To summarize, Edelman points out that "The missing component is the capacity for having rich visual experiences... The visual world is always more complex than can be expressed in terms of a fixed set of concepts, most of which, moreover, only ever exist in the imagination of the beholder." (OWMS) Being a pragmatist, many of these words resonate deeply within my soul, and I'm particularly attracted to elements of Edelman's antirealism.
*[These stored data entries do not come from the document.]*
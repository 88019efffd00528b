use std::time::Duration;

use shared::domain::BookingId;
use thiserror::Error;

#[derive(Debug, Error)]
pub enum TransportError {
    #[error("request to {url} failed: {source}")]
    Request {
        url: String,
        #[source]
        source: reqwest::Error,
    },
    #[error("request to {operation} timed out after {timeout:?}")]
    Timeout {
        operation: &'static str,
        timeout: Duration,
    },
    #[error("remote store answered {status} for {url}: {message}")]
    Status {
        url: String,
        status: u16,
        message: String,
    },
    #[error("malformed response from {url}: {source}")]
    Decode {
        url: String,
        #[source]
        source: reqwest::Error,
    },
    #[error("{0}")]
    Other(String),
}

#[derive(Debug, Error)]
pub enum SyncError {
    #[error(transparent)]
    Transport(#[from] TransportError),
    #[error("remote store already holds a booking at {time}")]
    Conflict { time: String },
}

#[derive(Debug, Error, PartialEq, Eq)]
pub enum PreconditionViolation {
    #[error("no slot at {time} on this board")]
    UnknownSlot { time: String },
    #[error("slot {time} is already booked")]
    SlotOccupied { time: String },
    #[error("slot {time} already has an operation in flight")]
    OperationInFlight { time: String },
}

#[derive(Debug, Error)]
pub enum BookingError {
    #[error(transparent)]
    Precondition(#[from] PreconditionViolation),
    #[error("slot {time} was taken by another client")]
    SlotTaken { time: String },
    #[error("transport failure: {0}")]
    Transport(#[from] TransportError),
    #[error("cancel of booking {id} did not reach the remote store: {source}")]
    CancelFailed {
        id: BookingId,
        #[source]
        source: TransportError,
    },
    #[error("background cancel task ended abnormally: {0}")]
    TaskAborted(String),
}

impl From<SyncError> for BookingError {
    fn from(value: SyncError) -> Self {
        match value {
            SyncError::Transport(err) => Self::Transport(err),
            SyncError::Conflict { time } => Self::SlotTaken { time },
        }
    }
}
I have to give two thumbs up to this article for pointing out the flaws in the current way computer vision scientists go about tackling vision problems (in other words researchers too often blindly work inside the current computer vision paradigm and do not often enough question fundamental assumptions which can help new paradigms arise). Many similar concerns regarding Computer Vision I have already pointed out on this blog, and it is reassuring to find others point to similar paradigmatic weaknesses. Such insights need to somehow leave the Philosophy/Psychology literature and make a long lasting impact in the CVPR/NIPS/ICCV/ECCV/ICML communities. The problem is that too many researchers/hackers actually building vision systems and teaching Computer Vision courses have no clue who Wittgenstein is and that they can gain invaluabe insights from Philosophy and Psychology alike. Computer Vision is simply not lacking computational methods, it is gaining critical insights that cannot be found inside an Emacs buffer. In order to advance the field, one needs to: read, write, philosophize, as well as mathematize, exercise, diversify, be a hacker, be a speaker, be one with the terminal, be one with prose, be a teacher, always a student, a master of all trades; or simply put, be a Computer Vision Jedi.